Post by nickd on Dec 18, 2011 20:13:18 GMT 1
DWP snubs Hardest Hits' Christmas greeting
The Department for Work and Pensions (DWP) has turned away disabled activists who wanted to deliver a campaigning Christmas card on behalf of 23,000 people who signed a petition calling for urgent changes to the welfare reform bill.
Representatives from The Hardest Hit campaign had told the DWP they would be delivering the card – designed by cartoonist Gerald Scarfe – but when they arrived, civil servants told security staff not to accept it.
The card features David Cameron as Scrooge – from Dickens’ A Christmas Carol – kicking away Tiny Tim’s crutch, with the caption: “Kicking away the support.”

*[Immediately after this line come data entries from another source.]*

register_bitfields![u32,
    pub MAC_CONFIG_REG [
        RE OFFSET(2) NUMBITS(1) [],
        TE OFFSET(3) NUMBITS(1) [],
        /// Deferral check
        DC OFFSET(4) NUMBITS(1) [],
        BL OFFSET(5) NUMBITS(2) [],
        ACS OFFSET(7) NUMBITS(1) [],
        DR OFFSET(9) NUMBITS(1) [],
        IPC OFFSET(10) NUMBITS(1) [],
        DM OFFSET(11) NUMBITS(1) [
            HalfDuplex = 0,
            FullDuplex = 1
        ],
        LM OFFSET(12) NUMBITS(1) [],
        DO OFFSET(13) NUMBITS(1) [],
        FES OFFSET(14) NUMBITS(1) [
            Speed10Mbps = 0,
            Speed100Mbps = 1
        ],
        PS OFFSET(15) NUMBITS(1) [],
        DCRS OFFSET(16) NUMBITS(1) [],
        IFG OFFSET(17) NUMBITS(3) [],
        JE OFFSET(20) NUMBITS(1) [],
        JD OFFSET(22) NUMBITS(1) [],
        WD OFFSET(23) NUMBITS(1) [],
        CST OFFSET(25) NUMBITS(1) []
    ],
    pub MAC_FRAME_FILTER_REG [
        PR OFFSET(0) NUMBITS(1) [],
        HUC OFFSET(1) NUMBITS(1) [],
        HMC OFFSET(2) NUMBITS(1) [],
        DAIF OFFSET(3) NUMBITS(1) [],
        PM OFFSET(4) NUMBITS(1) [],
        DBF OFFSET(5) NUMBITS(1) [],
        PCF OFFSET(6) NUMBITS(2) [],
        SAIF OFFSET(8) NUMBITS(1) [],
        SAF OFFSET(9) NUMBITS(1) [],
        HPF OFFSET(10) NUMBITS(1) [],
        RA OFFSET(31) NUMBITS(1) []
    ],
    pub MAC_GMII_ADDR_REG [
        /// Busy, set by software and cleared by hardware
        GB OFFSET(0) NUMBITS(1) [],
        GW OFFSET(1) NUMBITS(1) [],
        CR OFFSET(2) NUMBITS(4) [],
        GR OFFSET(6) NUMBITS(5) [],
        PA OFFSET(11) NUMBITS(5) []
    ],
    pub MAC_GMII_DATA_REG [
        GD OFFSET(0) NUMBITS(16) []
    ],
    pub MAC_FLOW_CTRL_REG [
        FCB_BPA OFFSET(0) NUMBITS(1) [],
        TFE OFFSET(1) NUMBITS(1) [],
        RFE OFFSET(2) NUMBITS(1) [],
        UP OFFSET(3) NUMBITS(1) [],
        PLT OFFSET(4) NUMBITS(2) [],
        DZPQ OFFSET(7) NUMBITS(1) [],
        PT OFFSET(16) NUMBITS(16) []
    ],
    pub MAC_VLAN_TAG_REG [
        VL OFFSET(0) NUMBITS(16) [],
        ETV OFFSET(16) NUMBITS(1) []
    ],
    pub MAC_VERSION_REG [
        SNPSVER OFFSET(0) NUMBITS(8) [],
        USERVER OFFSET(8) NUMBITS(8) []
    ],
    pub MAC_PMT_CTRL_STATUS_REG [
        PWRDWN OFFSET(0) NUMBITS(1) [],
        MGKPKTEN OFFSET(1) NUMBITS(1) [],
        RWKPKTEN OFFSET(2) NUMBITS(1) [],
        MGKPRCVD OFFSET(5) NUMBITS(1) [],
        RWKPRCVD OFFSET(6) NUMBITS(1) [],
        GLBLUCAST OFFSET(9) NUMBITS(1) [],
        RWKFILTRST OFFSET(31) NUMBITS(1) []
    ],
    pub MAC_STATUS_REG [
        PMTIS OFFSET(3) NUMBITS(1) [],
        MMCIS OFFSET(4) NUMBITS(1) [],
        MMCRXIS OFFSET(5) NUMBITS(1) [],
        MMCTXIS OFFSET(6) NUMBITS(1) []
    ],
    pub MAC_INTR_MASK_REG [
        PMTIM OFFSET(3) NUMBITS(1) []
    ],
    pub MAC_ADDR0_HIGH_REG [
        ADDRHI OFFSET(0) NUMBITS(16) [],
        /// Always reads one
        MO OFFSET(31) NUMBITS(1) []
    ],
    pub MAC_ADDR_HIGH_REG [
        ADDRHI OFFSET(0) NUMBITS(16) [],
        MBC OFFSET(24) NUMBITS(6) [],
        SA OFFSET(30) NUMBITS(1) [],
        AE OFFSET(31) NUMBITS(1) []
    ],
    pub MMC_CNTRL_REG [
        CNTRST OFFSET(0) NUMBITS(1) [],
        CNTSTOPRO OFFSET(1) NUMBITS(1) [],
        RSTONRD OFFSET(2) NUMBITS(1) [],
        CNTFREEZ OFFSET(3) NUMBITS(1) []
    ],
    pub DMA_BUS_MODE_REG [
        SWR OFFSET(0) NUMBITS(1) [],
        DA OFFSET(1) NUMBITS(1) [],
        DSL OFFSET(2) NUMBITS(5) [],
        PBL OFFSET(8) NUMBITS(6) [],
        PR OFFSET(14) NUMBITS(2) [],
        FB OFFSET(16) NUMBITS(1) [],
        RPBL OFFSET(17) NUMBITS(6) [],
        USP OFFSET(23) NUMBITS(1) [],
        PBL_X8 OFFSET(24) NUMBITS(1) [],
        AAL OFFSET(25) NUMBITS(1) []
    ],
    pub DMA_STATUS_REG [
        TI OFFSET(0) NUMBITS(1) [],
        TPS_STOPPED OFFSET(1) NUMBITS(1) [],
        TU OFFSET(2) NUMBITS(1) [],
        TJT OFFSET(3) NUMBITS(1) [],
        OVF OFFSET(4) NUMBITS(1) [],
        UNF OFFSET(5) NUMBITS(1) [],
        RI OFFSET(6) NUMBITS(1) [],
        RU OFFSET(7) NUMBITS(1) [],
        RPS_STOPPED OFFSET(8) NUMBITS(1) [],
        RWT OFFSET(9) NUMBITS(1) [],
        ETI OFFSET(10) NUMBITS(1) [],
        FBI OFFSET(13) NUMBITS(1) [],
        ERI OFFSET(14) NUMBITS(1) [],
        AIS OFFSET(15) NUMBITS(1) [],
        NIS OFFSET(16) NUMBITS(1) [],
        RS OFFSET(17) NUMBITS(3) [],
        TS OFFSET(20) NUMBITS(3) [],
        EB OFFSET(23) NUMBITS(3) [],
        GMI OFFSET(27) NUMBITS(1) [],
        GPI OFFSET(28) NUMBITS(1) []
    ],
    pub DMA_OPER_MODE_REG [
        SR OFFSET(1) NUMBITS(1) [],
        OSF OFFSET(2) NUMBITS(1) [],
        RTC OFFSET(3) NUMBITS(2) [],
        FUF OFFSET(6) NUMBITS(1) [],
        FEF OFFSET(7) NUMBITS(1) [],
        ST OFFSET(13) NUMBITS(1) [],
        TTC OFFSET(14) NUMBITS(3) [],
        FTF OFFSET(20) NUMBITS(1) [],
        TSF OFFSET(21) NUMBITS(1) [],
        DFF OFFSET(24) NUMBITS(1) [],
        RSF OFFSET(25) NUMBITS(1) [],
        DT OFFSET(26) NUMBITS(1) []
    ],
    pub DMA_INTR_EN_REG [
        TIE OFFSET(0) NUMBITS(1) [],
        TSE OFFSET(1) NUMBITS(1) [],
        TUE OFFSET(2) NUMBITS(1) [],
        TJE OFFSET(3) NUMBITS(1) [],
        OVE OFFSET(4) NUMBITS(1) [],
        UNE OFFSET(5) NUMBITS(1) [],
        RIE OFFSET(6) NUMBITS(1) [],
        RUE OFFSET(7) NUMBITS(1) [],
        RSE OFFSET(8) NUMBITS(1) [],
        RWE OFFSET(9) NUMBITS(1) [],
        ETE OFFSET(10) NUMBITS(1) [],
        FBE OFFSET(13) NUMBITS(1) [],
        ERE OFFSET(14) NUMBITS(1) [],
        AIE OFFSET(15) NUMBITS(1) [],
        NIE OFFSET(16) NUMBITS(1) []
    ],
    pub DMA_MISSED_FRAME_CNT_REG [
        MISFRMCNT OFFSET(0) NUMBITS(16) [],
        MISCNTOVF OFFSET(16) NUMBITS(1) [],
        OVFFRMCNT OFFSET(17) NUMBITS(11) [],
        OVFCNTOVF OFFSET(28) NUMBITS(1) []
    ]
];

const _: () = assert!(offset_of!(EthernetRegisters, mac_addr3_low_reg) == 0x5c);
const _: () = assert!(offset_of!(EthernetRegisters, mmc_cntrl_reg) == ETH_PARAM_MMC_OFFSET);
const _: () = assert!(offset_of!(EthernetRegisters, dma_bus_mode_reg) == ETH_PARAM_DMA_OFFSET);
const _: () = assert!(size_of::<EthernetRegisters>() == 0x1058);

Julie Newman, acting chair of the UK Disabled People’s Council, which jointly runs the Hardest Hit campaign with the Disability Benefits Consortium, said they had asked staff at the front desk of the DWP’s offices in Whitehall if the work and pensions secretary, Iain Duncan Smith, or someone in his office, was available to accept the card.
Instead, civil servants in Duncan Smith’s office told DWP security staff not to accept delivery of the card and to turn the campaigners away.
Newman said: “I was completely taken aback. What the government’s representatives have done is they have snubbed 23,000 people who wished to express their concern to the government about their day-to-day lives.”
Campaigners later successfully delivered the petition to Downing Street.
A DWP spokesman said: “It is correct that the security staff phoned the secretary of state’s office about the petition. It was purely down to a misunderstanding, confusion between the two people who spoke.
“It shouldn’t have happened, but I am not going to get into exact details of who said what.
“Once it became apparent what had happened we got back in touch with the Disability Benefits Consortium and said sorry.
“It was a misunderstanding. We are going to invite them back in [to deliver the card]. We are putting it right.”
The delivery of the card and petition were designed to coincide with the report stage of the welfare reform bill in the House of Lords, which began the previous day (12 December).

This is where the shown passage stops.